What’s New in Lakeflow Declarative Pipelines: July 2025

Published: July 22, 2025

Summary

Lakeflow Declarative Pipelines is Generally Available
Recent optimizations cut TCO by up to 70% for serverless pipelines
New training courses are now live and free to help you get started

Lakeflow Declarative Pipelines is now Generally Available, and momentum hasn’t slowed since DAIS. This post rounds up everything that’s landed in the past few weeks - so you’re fully caught up on what’s here, what’s coming next, and how to start using it.

DAIS recap: What we announced on stage
TCO improvements: Recent performance gains that cut costs
Feature updates: New capabilities now in preview or GA
Training resources: Free self-paced courses to help you get started

DAIS 2025 in Review: Lakeflow Declarative Pipelines Is Here

At Data + AI Summit 2025, we announced that we’ve contributed our core declarative pipeline technology to the Apache Spark™ project as Spark Declarative Pipelines. This contribution extends Spark’s declarative model from individual queries to full pipelines, letting developers define what their pipelines should do while Spark handles how to do it. Already proven across thousands of production workloads, it’s now an open standard for the entire Spark community.

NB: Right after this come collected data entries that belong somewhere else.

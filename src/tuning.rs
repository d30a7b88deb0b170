//! Data-driven calibration constants
//!
//! These numbers calibrate the feel of the simulation rather than encode
//! physical law. Defaults are the values the game shipped with; load a
//! deserialized `Tuning` to re-balance without touching code.

use serde::{Deserialize, Serialize};

/// Calibration knobs shared by the physics, maze sizing and audio code.
#[derive(Debug, Clone, Serialize, Deserialize)]
pub struct Tuning {
    /// Converts the gravity dial into world units per second squared.
    pub gravity_scale: f32,
    /// Collision inflation as a fraction of the ball radius; keeps resolved
    /// positions visually clear of geometry at low frame rates.
    pub collision_margin_factor: f32,
    /// Iteration budget for penetration resolution. Overlap left when the
    /// budget runs out is accepted as-is.
    pub max_resolve_iterations: u32,
    /// Restitution ceiling. The margin push-out already adds energy, so a
    /// full 1.0 bounce would gain speed every hit.
    pub max_restitution: f32,
    /// Playback-rate delta below which a rate change applies in place
    /// instead of restarting the audio session.
    pub rate_change_threshold: f64,
    /// Frame delta clamp in seconds; bounds integration error on a stalled
    /// frame.
    pub max_frame_dt: f32,
    /// Smallest allowed boundary edge length.
    pub min_boundary_size: f32,
    /// Ball radius in world units.
    pub ball_radius: f32,
    /// Extra per-cell width beyond the ball diameter when sizing the
    /// boundary to fit a maze.
    pub cell_clearance: f32,
}

impl Default for Tuning {
    fn default() -> Self {
        Self {
            gravity_scale: 50.0,
            collision_margin_factor: 0.2,
            max_resolve_iterations: 10,
            max_restitution: 0.98,
            rate_change_threshold: 0.1,
            max_frame_dt: 0.1,
            min_boundary_size: 300.0,
            ball_radius: 10.0,
            cell_clearance: 10.0,
        }
    }
}

impl Tuning {
    /// Collision safety margin for a ball of the given radius.
    #[inline]
    pub fn margin(&self, radius: f32) -> f32 {
        radius * self.collision_margin_factor
    }
}
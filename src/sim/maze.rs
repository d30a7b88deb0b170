//! Perfect maze generation
//!
//! A randomized depth-first backtracker carves a spanning tree over an
//! n x n grid of cells, which is then flattened into wall segments
//! centered on the boundary's local origin. Exactly one path exists
//! between any two cells.

use glam::Vec2;
use rand::Rng;
use serde::{Deserialize, Serialize};
use thiserror::Error;

/// Invalid arguments to maze generation.
#[derive(Debug, Error, PartialEq, Eq)]
pub enum MazeError {
    #[error("maze complexity must be at least 1, got {0}")]
    InvalidComplexity(u32),
    #[error("maze size must be positive")]
    InvalidSize,
}

/// Serde adapter: `Vec2` as a `{"x": .., "y": ..}` object, the shape the
/// exported run records use.
pub(crate) mod vec2_xy {
    use glam::Vec2;
    use serde::{Deserialize, Deserializer, Serialize, Serializer};

    #[derive(Serialize, Deserialize)]
    struct Xy {
        x: f32,
        y: f32,
    }

    pub fn serialize<S: Serializer>(v: &Vec2, serializer: S) -> Result<S::Ok, S::Error> {
        Xy { x: v.x, y: v.y }.serialize(serializer)
    }

    pub fn deserialize<'de, D: Deserializer<'de>>(deserializer: D) -> Result<Vec2, D::Error> {
        let xy = Xy::deserialize(deserializer)?;
        Ok(Vec2::new(xy.x, xy.y))
    }
}

/// A maze wall in the boundary's local (unrotated) frame.
#[derive(Debug, Clone, Copy, PartialEq, Serialize, Deserialize)]
pub struct WallSegment {
    #[serde(with = "vec2_xy")]
    pub a: Vec2,
    #[serde(with = "vec2_xy")]
    pub b: Vec2,
}

/// Per-cell wall flags. A cleared flag is an open passage to that neighbor.
#[derive(Debug, Clone, Copy)]
pub struct CellWalls {
    pub top: bool,
    pub right: bool,
    pub bottom: bool,
    pub left: bool,
}

impl CellWalls {
    fn closed() -> Self {
        Self {
            top: true,
            right: true,
            bottom: true,
            left: true,
        }
    }
}

/// Wall-flag grid produced by the carve pass.
#[derive(Debug, Clone)]
pub struct MazeGrid {
    rows: u32,
    cols: u32,
    cells: Vec<CellWalls>,
}

impl MazeGrid {
    /// Carve a perfect maze with a randomized depth-first backtracker.
    ///
    /// Starting from `(0, 0)`, the walk repeatedly tunnels to a uniformly
    /// chosen unvisited neighbor and backtracks when none remain. Every
    /// cell is pushed exactly once, so the carve terminates in
    /// O(rows * cols) and the open passages form a spanning tree.
    pub fn carve(complexity: u32, rng: &mut impl Rng) -> Self {
        let n = complexity.max(1);
        let mut grid = Self {
            rows: n,
            cols: n,
            cells: vec![CellWalls::closed(); (n * n) as usize],
        };

        let mut visited = vec![false; (n * n) as usize];
        let mut stack: Vec<(u32, u32)> = Vec::new();
        visited[0] = true;
        stack.push((0, 0));

        while let Some(&(row, col)) = stack.last() {
            let mut neighbors = [(0u32, 0u32); 4];
            let mut count = 0;
            // Up, right, down, left.
            if row > 0 && !visited[grid.idx(row - 1, col)] {
                neighbors[count] = (row - 1, col);
                count += 1;
            }
            if col + 1 < n && !visited[grid.idx(row, col + 1)] {
                neighbors[count] = (row, col + 1);
                count += 1;
            }
            if row + 1 < n && !visited[grid.idx(row + 1, col)] {
                neighbors[count] = (row + 1, col);
                count += 1;
            }
            if col > 0 && !visited[grid.idx(row, col - 1)] {
                neighbors[count] = (row, col - 1);
                count += 1;
            }

            if count == 0 {
                stack.pop();
                continue;
            }

            let (next_row, next_col) = neighbors[rng.random_range(0..count)];
            grid.open_between(row, col, next_row, next_col);
            visited[grid.idx(next_row, next_col)] = true;
            stack.push((next_row, next_col));
        }

        grid
    }

    pub fn rows(&self) -> u32 {
        self.rows
    }

    pub fn cols(&self) -> u32 {
        self.cols
    }

    pub fn walls(&self, row: u32, col: u32) -> CellWalls {
        self.cells[self.idx(row, col)]
    }

    fn idx(&self, row: u32, col: u32) -> usize {
        (row * self.cols + col) as usize
    }

    fn open_between(&mut self, row: u32, col: u32, next_row: u32, next_col: u32) {
        let (a, b) = (self.idx(row, col), self.idx(next_row, next_col));
        if next_row < row {
            self.cells[a].top = false;
            self.cells[b].bottom = false;
        } else if next_row > row {
            self.cells[a].bottom = false;
            self.cells[b].top = false;
        } else if next_col > col {
            self.cells[a].right = false;
            self.cells[b].left = false;
        } else if next_col < col {
            self.cells[a].left = false;
            self.cells[b].right = false;
        }
    }

    /// Number of open passages between adjacent cells.
    ///
    /// A spanning tree over the grid has exactly `rows * cols - 1`.
    pub fn passage_count(&self) -> u32 {
        let mut open = 0;
        for row in 0..self.rows {
            for col in 0..self.cols {
                let cell = self.walls(row, col);
                if col + 1 < self.cols && !cell.right {
                    open += 1;
                }
                if row + 1 < self.rows && !cell.bottom {
                    open += 1;
                }
            }
        }
        open
    }

    /// Number of cells reachable from `(0, 0)` through open passages.
    pub fn reachable_from_start(&self) -> u32 {
        let mut seen = vec![false; (self.rows * self.cols) as usize];
        let mut queue = vec![(0u32, 0u32)];
        seen[0] = true;
        let mut count = 0;

        while let Some((row, col)) = queue.pop() {
            count += 1;
            let cell = self.walls(row, col);
            if row > 0 && !cell.top && !seen[self.idx(row - 1, col)] {
                seen[self.idx(row - 1, col)] = true;
                queue.push((row - 1, col));
            }
            if col + 1 < self.cols && !cell.right && !seen[self.idx(row, col + 1)] {
                seen[self.idx(row, col + 1)] = true;
                queue.push((row, col + 1));
            }
            if row + 1 < self.rows && !cell.bottom && !seen[self.idx(row + 1, col)] {
                seen[self.idx(row + 1, col)] = true;
                queue.push((row + 1, col));
            }
            if col > 0 && !cell.left && !seen[self.idx(row, col - 1)] {
                seen[self.idx(row, col - 1)] = true;
                queue.push((row, col - 1));
            }
        }
        count
    }
}

/// A generated maze: wall segments and goal in the boundary's local frame.
#[derive(Debug, Clone, Serialize, Deserialize)]
#[serde(rename_all = "camelCase")]
pub struct Maze {
    pub rows: u32,
    pub cols: u32,
    pub cell_size: f32,
    pub walls: Vec<WallSegment>,
    #[serde(with = "vec2_xy")]
    pub endpoint: Vec2,
}

impl Maze {
    /// Generate a perfect maze of `complexity x complexity` cells filling a
    /// `size x size` square centered on the local origin.
    ///
    /// The goal is a uniformly chosen cell other than the start `(0, 0)`;
    /// a single-cell maze has no such cell and keeps the goal at the start.
    pub fn generate(complexity: u32, size: f32, rng: &mut impl Rng) -> Result<Self, MazeError> {
        if complexity < 1 {
            return Err(MazeError::InvalidComplexity(complexity));
        }
        if !(size > 0.0) {
            return Err(MazeError::InvalidSize);
        }

        let grid = MazeGrid::carve(complexity, rng);
        let cell_size = size / complexity as f32;
        let origin = -size / 2.0;

        let mut walls = Vec::new();
        for row in 0..complexity {
            for col in 0..complexity {
                let cell = grid.walls(row, col);
                let x = origin + col as f32 * cell_size;
                let y = origin + row as f32 * cell_size;
                // Right and bottom walls belong to this cell; top and left
                // are the neighbor's bottom/right except on the outer rim.
                if cell.right {
                    walls.push(WallSegment {
                        a: Vec2::new(x + cell_size, y),
                        b: Vec2::new(x + cell_size, y + cell_size),
                    });
                }
                if cell.bottom {
                    walls.push(WallSegment {
                        a: Vec2::new(x, y + cell_size),
                        b: Vec2::new(x + cell_size, y + cell_size),
                    });
                }
                if row == 0 && cell.top {
                    walls.push(WallSegment {
                        a: Vec2::new(x, y),
                        b: Vec2::new(x + cell_size, y),
                    });
                }
                if col == 0 && cell.left {
                    walls.push(WallSegment {
                        a: Vec2::new(x, y),
                        b: Vec2::new(x, y + cell_size),
                    });
                }
            }
        }

        let (end_row, end_col) = if complexity > 1 {
            loop {
                let row = rng.random_range(0..complexity);
                let col = rng.random_range(0..complexity);
                if row != 0 || col != 0 {
                    break (row, col);
                }
            }
        } else {
            (0, 0)
        };
        let endpoint = Vec2::new(
            origin + end_col as f32 * cell_size + cell_size / 2.0,
            origin + end_row as f32 * cell_size + cell_size / 2.0,
        );

        Ok(Self {
            rows: complexity,
            cols: complexity,
            cell_size,
            walls,
            endpoint,
        })
    }

    /// Rebuild a maze from exported run-record fields without re-running
    /// generation.
    pub fn from_parts(
        complexity: u32,
        boundary_size: f32,
        walls: Vec<WallSegment>,
        endpoint: Vec2,
    ) -> Result<Self, MazeError> {
        if complexity < 1 {
            return Err(MazeError::InvalidComplexity(complexity));
        }
        if !(boundary_size > 0.0) {
            return Err(MazeError::InvalidSize);
        }
        Ok(Self {
            rows: complexity,
            cols: complexity,
            cell_size: boundary_size / complexity as f32,
            walls,
            endpoint,
        })
    }

    /// Local-frame center of the start cell `(0, 0)`.
    pub fn start_center(&self, size: f32) -> Vec2 {
        Vec2::splat(-size / 2.0 + self.cell_size / 2.0)
    }
}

*The new IDE for Data Engineering in Lakeflow Declarative Pipelines*

We also announced the General Availability of Lakeflow, Databricks’ unified solution for data ingestion, transformation, and orchestration on the Data Intelligence Platform. The GA milestone also marked a major evolution for pipeline development. DLT is now Lakeflow Declarative Pipelines, with the same core benefits and full backward compatibility with your existing pipelines. We also introduced Lakeflow Declarative Pipelines’ new IDE for data engineering (shown above), built from the ground up to streamline pipeline development with features like code-DAG pairing, contextual previews, and AI-assisted authoring.

Finally, we announced Lakeflow Designer, a no-code experience for building data pipelines. It makes ETL accessible to more users - without compromising on production readiness or governance - by generating real Lakeflow pipelines under the hood. Preview coming soon.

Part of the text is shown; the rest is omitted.